→ **WORK INSTRUCTION**
What is the number of lines in this data that contain the word "Letter"? Give the number alone.

→ **EXTRACTED DATA**
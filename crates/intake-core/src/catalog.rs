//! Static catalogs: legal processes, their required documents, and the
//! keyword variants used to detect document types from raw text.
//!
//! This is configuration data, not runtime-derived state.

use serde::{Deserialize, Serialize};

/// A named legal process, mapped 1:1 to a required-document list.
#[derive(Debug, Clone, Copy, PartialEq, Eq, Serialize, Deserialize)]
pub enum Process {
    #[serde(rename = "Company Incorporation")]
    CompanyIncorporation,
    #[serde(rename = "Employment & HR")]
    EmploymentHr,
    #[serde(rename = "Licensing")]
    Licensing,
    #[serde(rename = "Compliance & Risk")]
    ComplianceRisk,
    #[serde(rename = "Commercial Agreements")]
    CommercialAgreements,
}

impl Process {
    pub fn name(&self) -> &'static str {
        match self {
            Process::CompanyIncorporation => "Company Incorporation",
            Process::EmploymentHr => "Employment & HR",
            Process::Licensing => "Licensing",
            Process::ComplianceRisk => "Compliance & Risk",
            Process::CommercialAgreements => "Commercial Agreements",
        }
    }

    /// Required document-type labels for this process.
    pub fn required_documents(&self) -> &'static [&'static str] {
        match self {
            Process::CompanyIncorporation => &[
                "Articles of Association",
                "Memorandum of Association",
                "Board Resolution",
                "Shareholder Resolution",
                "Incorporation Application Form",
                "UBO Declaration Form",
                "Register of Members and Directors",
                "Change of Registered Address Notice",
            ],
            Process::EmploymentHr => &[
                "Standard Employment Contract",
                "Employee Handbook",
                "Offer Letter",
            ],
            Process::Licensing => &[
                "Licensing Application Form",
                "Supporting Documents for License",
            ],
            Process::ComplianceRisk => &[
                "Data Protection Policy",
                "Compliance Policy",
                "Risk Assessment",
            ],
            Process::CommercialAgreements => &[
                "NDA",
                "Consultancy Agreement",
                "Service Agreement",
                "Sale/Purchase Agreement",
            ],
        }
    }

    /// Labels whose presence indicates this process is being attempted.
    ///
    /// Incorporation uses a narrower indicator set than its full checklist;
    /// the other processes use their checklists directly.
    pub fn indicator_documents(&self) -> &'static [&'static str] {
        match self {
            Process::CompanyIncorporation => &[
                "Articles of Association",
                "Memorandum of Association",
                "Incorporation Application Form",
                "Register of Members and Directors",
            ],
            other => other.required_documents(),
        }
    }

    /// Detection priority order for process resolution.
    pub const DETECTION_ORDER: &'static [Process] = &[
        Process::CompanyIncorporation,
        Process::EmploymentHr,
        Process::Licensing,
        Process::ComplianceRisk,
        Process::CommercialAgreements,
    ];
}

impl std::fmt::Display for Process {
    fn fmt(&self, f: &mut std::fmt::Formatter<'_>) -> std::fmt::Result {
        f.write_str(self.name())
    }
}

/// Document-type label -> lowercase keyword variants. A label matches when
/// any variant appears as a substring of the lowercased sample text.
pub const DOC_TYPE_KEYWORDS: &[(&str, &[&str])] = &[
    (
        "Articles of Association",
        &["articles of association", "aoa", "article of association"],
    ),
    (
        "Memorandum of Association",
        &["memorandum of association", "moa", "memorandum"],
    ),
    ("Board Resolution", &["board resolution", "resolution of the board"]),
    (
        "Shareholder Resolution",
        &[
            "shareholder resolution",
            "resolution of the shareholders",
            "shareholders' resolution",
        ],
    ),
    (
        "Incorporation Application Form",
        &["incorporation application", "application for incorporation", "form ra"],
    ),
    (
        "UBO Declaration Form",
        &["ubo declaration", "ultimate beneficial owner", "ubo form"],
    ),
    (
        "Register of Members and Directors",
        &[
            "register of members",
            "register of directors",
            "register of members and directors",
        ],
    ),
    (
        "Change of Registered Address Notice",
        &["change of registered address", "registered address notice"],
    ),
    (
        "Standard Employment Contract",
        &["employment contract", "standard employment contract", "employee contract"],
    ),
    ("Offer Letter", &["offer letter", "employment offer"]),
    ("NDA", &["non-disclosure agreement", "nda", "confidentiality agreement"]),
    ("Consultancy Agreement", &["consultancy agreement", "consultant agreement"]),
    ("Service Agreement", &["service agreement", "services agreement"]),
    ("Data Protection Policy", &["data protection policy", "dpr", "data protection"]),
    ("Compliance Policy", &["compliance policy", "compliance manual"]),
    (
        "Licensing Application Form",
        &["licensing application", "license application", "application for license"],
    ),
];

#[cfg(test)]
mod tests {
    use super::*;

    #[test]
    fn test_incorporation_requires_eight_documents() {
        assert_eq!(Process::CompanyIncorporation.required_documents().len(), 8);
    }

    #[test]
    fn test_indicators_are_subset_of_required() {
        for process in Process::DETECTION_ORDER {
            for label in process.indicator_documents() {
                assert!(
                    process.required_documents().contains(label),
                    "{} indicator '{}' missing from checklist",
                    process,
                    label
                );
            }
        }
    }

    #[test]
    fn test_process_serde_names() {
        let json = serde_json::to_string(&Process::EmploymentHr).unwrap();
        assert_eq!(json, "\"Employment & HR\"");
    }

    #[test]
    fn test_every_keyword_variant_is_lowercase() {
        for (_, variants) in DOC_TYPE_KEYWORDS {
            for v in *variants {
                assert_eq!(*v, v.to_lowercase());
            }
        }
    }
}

==

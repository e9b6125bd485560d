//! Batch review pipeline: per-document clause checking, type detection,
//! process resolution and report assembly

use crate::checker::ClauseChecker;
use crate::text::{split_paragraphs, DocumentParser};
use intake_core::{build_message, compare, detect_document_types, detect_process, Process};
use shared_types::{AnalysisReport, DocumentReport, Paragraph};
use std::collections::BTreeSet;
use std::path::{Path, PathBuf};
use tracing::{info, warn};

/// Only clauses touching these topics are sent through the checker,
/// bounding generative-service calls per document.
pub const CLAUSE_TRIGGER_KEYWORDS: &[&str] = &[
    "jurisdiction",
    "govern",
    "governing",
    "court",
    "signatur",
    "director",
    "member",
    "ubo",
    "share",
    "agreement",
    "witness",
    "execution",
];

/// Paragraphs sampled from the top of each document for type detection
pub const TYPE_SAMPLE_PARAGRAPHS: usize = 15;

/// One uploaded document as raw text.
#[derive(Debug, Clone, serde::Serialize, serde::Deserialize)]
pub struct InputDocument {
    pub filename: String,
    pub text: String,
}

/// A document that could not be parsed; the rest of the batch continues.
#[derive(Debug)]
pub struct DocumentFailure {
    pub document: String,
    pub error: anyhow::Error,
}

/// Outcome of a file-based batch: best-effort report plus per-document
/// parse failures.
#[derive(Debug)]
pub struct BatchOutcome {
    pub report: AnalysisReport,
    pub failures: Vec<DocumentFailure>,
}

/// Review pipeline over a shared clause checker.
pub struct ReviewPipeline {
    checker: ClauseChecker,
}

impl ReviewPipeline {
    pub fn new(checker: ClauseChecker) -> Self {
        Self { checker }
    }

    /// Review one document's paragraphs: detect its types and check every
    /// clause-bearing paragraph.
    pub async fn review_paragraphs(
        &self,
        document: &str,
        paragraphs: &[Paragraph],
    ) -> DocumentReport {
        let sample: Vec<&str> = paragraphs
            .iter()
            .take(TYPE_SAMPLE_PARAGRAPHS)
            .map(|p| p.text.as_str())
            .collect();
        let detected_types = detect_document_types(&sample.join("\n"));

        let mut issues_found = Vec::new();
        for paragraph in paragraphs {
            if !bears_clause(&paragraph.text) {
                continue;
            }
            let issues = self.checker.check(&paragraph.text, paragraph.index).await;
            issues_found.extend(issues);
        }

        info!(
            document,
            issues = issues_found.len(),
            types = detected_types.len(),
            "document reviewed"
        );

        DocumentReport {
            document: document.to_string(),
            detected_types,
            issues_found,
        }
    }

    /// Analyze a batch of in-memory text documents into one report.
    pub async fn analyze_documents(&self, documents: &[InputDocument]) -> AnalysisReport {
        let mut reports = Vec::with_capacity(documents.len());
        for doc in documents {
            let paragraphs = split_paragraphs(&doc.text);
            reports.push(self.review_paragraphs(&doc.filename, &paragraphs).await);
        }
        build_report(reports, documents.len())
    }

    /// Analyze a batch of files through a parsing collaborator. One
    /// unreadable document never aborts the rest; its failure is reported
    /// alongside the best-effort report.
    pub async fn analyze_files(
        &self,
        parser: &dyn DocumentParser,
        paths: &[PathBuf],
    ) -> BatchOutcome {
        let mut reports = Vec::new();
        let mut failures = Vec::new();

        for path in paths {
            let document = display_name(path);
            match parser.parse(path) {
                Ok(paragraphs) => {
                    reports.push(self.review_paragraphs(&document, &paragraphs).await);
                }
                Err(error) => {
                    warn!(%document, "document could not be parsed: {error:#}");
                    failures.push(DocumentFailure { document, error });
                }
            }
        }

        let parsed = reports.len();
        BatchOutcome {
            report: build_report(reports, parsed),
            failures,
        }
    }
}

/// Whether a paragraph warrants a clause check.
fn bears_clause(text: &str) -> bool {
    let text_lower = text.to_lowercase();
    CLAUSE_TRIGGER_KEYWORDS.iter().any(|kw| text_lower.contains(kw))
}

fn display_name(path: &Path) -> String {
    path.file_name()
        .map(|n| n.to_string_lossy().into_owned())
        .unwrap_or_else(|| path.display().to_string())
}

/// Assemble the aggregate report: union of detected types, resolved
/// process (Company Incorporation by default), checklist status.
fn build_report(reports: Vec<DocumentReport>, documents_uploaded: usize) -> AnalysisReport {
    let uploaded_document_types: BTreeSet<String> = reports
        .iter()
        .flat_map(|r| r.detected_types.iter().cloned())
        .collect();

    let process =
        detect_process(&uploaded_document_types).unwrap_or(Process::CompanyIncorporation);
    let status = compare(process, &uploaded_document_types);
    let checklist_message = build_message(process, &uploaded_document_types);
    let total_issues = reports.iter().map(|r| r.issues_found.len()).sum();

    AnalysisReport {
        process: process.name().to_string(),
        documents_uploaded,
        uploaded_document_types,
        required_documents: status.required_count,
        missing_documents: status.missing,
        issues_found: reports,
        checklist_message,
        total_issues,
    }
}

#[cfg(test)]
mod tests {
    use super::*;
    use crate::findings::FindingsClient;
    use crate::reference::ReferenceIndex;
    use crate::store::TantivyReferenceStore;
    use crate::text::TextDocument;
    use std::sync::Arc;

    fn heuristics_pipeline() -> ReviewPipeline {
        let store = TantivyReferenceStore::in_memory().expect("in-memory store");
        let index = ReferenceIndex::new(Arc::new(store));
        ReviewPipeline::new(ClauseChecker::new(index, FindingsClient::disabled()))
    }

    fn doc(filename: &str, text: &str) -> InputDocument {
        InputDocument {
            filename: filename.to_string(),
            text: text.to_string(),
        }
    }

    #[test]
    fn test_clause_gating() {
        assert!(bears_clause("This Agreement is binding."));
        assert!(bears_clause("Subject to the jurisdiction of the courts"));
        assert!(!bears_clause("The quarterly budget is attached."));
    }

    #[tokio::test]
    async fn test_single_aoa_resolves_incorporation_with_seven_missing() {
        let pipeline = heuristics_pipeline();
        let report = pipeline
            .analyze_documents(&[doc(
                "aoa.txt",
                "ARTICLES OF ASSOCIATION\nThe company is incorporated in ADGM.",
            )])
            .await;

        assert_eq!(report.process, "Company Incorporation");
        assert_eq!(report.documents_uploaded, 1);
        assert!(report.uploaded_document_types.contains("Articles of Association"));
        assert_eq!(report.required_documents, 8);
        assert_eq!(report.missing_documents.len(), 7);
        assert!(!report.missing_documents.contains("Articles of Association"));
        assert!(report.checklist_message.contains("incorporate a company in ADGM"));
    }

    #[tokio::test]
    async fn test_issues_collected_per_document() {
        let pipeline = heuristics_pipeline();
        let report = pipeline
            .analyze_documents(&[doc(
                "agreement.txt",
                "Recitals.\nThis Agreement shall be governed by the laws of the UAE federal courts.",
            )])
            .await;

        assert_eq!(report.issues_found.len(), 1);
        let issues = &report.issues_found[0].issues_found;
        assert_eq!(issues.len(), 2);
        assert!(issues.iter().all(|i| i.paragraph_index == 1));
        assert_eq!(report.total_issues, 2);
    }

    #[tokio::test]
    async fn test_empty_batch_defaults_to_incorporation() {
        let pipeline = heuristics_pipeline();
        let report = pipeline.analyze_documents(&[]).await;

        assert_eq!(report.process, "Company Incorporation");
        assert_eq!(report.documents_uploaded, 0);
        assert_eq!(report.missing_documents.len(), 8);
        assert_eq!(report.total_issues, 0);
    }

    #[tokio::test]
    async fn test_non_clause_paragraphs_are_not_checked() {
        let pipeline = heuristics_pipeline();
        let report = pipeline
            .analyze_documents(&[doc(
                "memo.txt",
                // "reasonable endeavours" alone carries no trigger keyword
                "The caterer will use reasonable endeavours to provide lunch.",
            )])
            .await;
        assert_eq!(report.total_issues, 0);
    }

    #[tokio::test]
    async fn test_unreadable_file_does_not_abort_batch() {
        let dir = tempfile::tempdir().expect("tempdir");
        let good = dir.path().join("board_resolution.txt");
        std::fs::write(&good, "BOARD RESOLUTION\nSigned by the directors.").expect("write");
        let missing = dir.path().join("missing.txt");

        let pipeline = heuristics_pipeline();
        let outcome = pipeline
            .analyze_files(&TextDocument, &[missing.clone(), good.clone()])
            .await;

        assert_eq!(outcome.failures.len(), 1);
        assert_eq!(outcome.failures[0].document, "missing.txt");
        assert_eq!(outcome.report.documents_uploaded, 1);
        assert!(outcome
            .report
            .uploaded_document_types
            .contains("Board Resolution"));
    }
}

...

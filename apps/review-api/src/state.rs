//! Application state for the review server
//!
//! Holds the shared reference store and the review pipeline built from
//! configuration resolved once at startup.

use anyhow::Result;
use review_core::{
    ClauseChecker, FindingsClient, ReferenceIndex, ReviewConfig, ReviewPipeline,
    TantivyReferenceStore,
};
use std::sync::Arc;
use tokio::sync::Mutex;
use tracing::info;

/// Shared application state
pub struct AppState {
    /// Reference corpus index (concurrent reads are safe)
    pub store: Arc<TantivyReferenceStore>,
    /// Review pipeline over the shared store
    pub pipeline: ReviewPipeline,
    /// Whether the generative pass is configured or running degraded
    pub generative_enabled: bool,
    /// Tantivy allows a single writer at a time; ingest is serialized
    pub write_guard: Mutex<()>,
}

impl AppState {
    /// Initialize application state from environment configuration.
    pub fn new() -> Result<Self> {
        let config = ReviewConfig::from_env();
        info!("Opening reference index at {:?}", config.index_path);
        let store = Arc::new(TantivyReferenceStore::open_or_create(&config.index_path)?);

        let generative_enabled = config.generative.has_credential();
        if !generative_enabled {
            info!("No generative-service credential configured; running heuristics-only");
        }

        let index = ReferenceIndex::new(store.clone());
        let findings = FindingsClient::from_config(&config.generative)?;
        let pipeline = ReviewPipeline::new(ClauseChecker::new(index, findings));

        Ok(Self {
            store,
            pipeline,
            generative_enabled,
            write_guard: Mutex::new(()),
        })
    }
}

→ **RESPONSE FOR THIS EXERCISE**
2